The December 2018 Joseph Rowntree report on UK poverty stated that ‘of the four countries of the UK, Wales has consistently had the highest poverty rate for the past 20 years’.

Last November’s Joseph Rowntree Foundation ‘Poverty in Wales’ stated that ‘Wales has lower pay for people in every sector than the rest of the UK’ and that ‘even before Coronavirus almost a quarter of people in Wales were in Poverty’.

Research carried out for the UK End Child Poverty Coalition published last May found that Wales had the worst child poverty rate of all the UK nations.

 

AND Official statistics show that successive Labour Welsh Governments have failed to close the gap between the richest and poorest parts of Wales – and between Wales and the rest of the UK – despite having  spent billions entrusted to them to tackle this on top-down programmes which did not do so.

Had they done so, of course, they would have disqualified themselves from further funding.

Even yesterday, they were talking as if this funding was not only ever intended to be temporary.

Despite criticising other Bodies which invest temporary funding in ongoing revenue costs, they have done the same.
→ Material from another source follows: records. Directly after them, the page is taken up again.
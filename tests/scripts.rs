//! End-to-end scenarios written the way a processing script uses a handle.

mod support;

use std::io::{BufRead, Read};

use flow_host_mock::MockSession;
use flowfile_script::{
    Property, ScriptCallback, ScriptError, SessionFile, StreamArg, TextReader, TextWriter,
};
use pretty_assertions::assert_eq;
use serde_json::json;

use support::{session_with, utf8, CSV_DATA};

fn capitalize(word: &str) -> String {
    let mut chars = word.chars();
    match chars.next() {
        Some(first) => first.to_uppercase().chain(chars).collect(),
        None => String::new(),
    }
}

#[test]
fn content_is_copied_into_an_attribute() {
    let (session, flow_file) = session_with("test content", &[]);
    let mut file = SessionFile::new(&session, flow_file);

    let mut content = String::new();
    let callback = ScriptCallback::new(1, |streams| {
        if let StreamArg::Input(input) = streams {
            input.read_to_string(&mut content)?;
        }
        Ok(())
    });
    file.invoke_method("read", vec![callback.into()])
        .expect("read");
    file.set_property("testAttr", &json!(content))
        .expect("tag");

    let released = file.into_flow_file();
    assert_eq!(released.attribute("testAttr"), Some("test content"));
    assert_eq!(session.content_string(&released).as_deref(), Some("test content"));
}

#[test]
fn csv_columns_are_selected_and_capitalized() {
    let (session, flow_file) = session_with(CSV_DATA, &[]);
    let mut file = SessionFile::new(&session, flow_file);
    let columns = ["first", "last"];

    file.write_transform(|input, out| {
        let mut writer = TextWriter::new(out, utf8());
        let mut lines = TextReader::new(input, utf8()).lines();
        let header = lines.next().transpose()?.unwrap_or_default();
        let indexes: Vec<usize> = columns
            .iter()
            .filter_map(|column| header.split(',').position(|name| name == *column))
            .collect();

        for line in lines {
            let line = line?;
            let fields: Vec<&str> = line.split(',').collect();
            let selected: Vec<String> = indexes
                .iter()
                .filter_map(|index| fields.get(*index))
                .map(|field| capitalize(field))
                .collect();
            writeln!(writer, "{}", selected.join(" "))?;
        }
        writer.close()?;
        Ok::<(), ScriptError>(())
    })
    .expect("transform");
    file.put_attribute("selected.columns", &columns.join(","))
        .expect("tag");

    let released = file.into_flow_file();
    assert_eq!(released.attribute("selected.columns"), Some("first,last"));
    assert_eq!(
        session.content_string(&released).as_deref(),
        Some("Marlene Shaw\nTodd Graham\n")
    );
}

#[test]
fn empty_flow_file_gets_a_name_and_content() {
    let session = MockSession::new();
    let mut file = SessionFile::new(&session, session.create_empty());

    file.set_property("filename", &json!("test.txt"))
        .expect("name");
    file.invoke_method("write", vec!["UTF-8".into(), "Test".into()])
        .expect("write");

    assert_eq!(file.get_property("size"), Property::Size(4));
    let released = file.into_flow_file();
    assert_eq!(released.attribute("filename"), Some("test.txt"));
    assert_eq!(session.content_string(&released).as_deref(), Some("Test"));
}

#[test]
fn dynamic_property_access_reads_like_script_fields() {
    let (session, flow_file) = session_with("12345", &[("kind", "report")]);
    let file = SessionFile::new(&session, flow_file);

    let view = json!({
        "kind": file.get_property("kind").into_value(),
        "size": file.get_property("size").into_value(),
        "missing": file.get_property("missing").into_value(),
    });

    assert_eq!(view, json!({"kind": "report", "size": 5, "missing": null}));
}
As the UK Chancellor has also said “The best way to help people to get on in life, and raise living standards across the UK, is to help people into work and to progress once in work”.

But the Welsh Government’s ongoing, reactionary and regressive rhetoric conceals the fact that the equality and social aspects of cost-of-living pressures are inextricably linked to the economy.

 

A Welsh Government action plan should not only include steps to help vulnerable households facing higher costs, especially when the Energy Price Cap is lifted, but also detail how it will at last work hand in hand with business, to create the conditions for a high wage, high skilled economy, and how it will at last develop a systemic, community-led strategy for tackling deprivation and promoting social justice.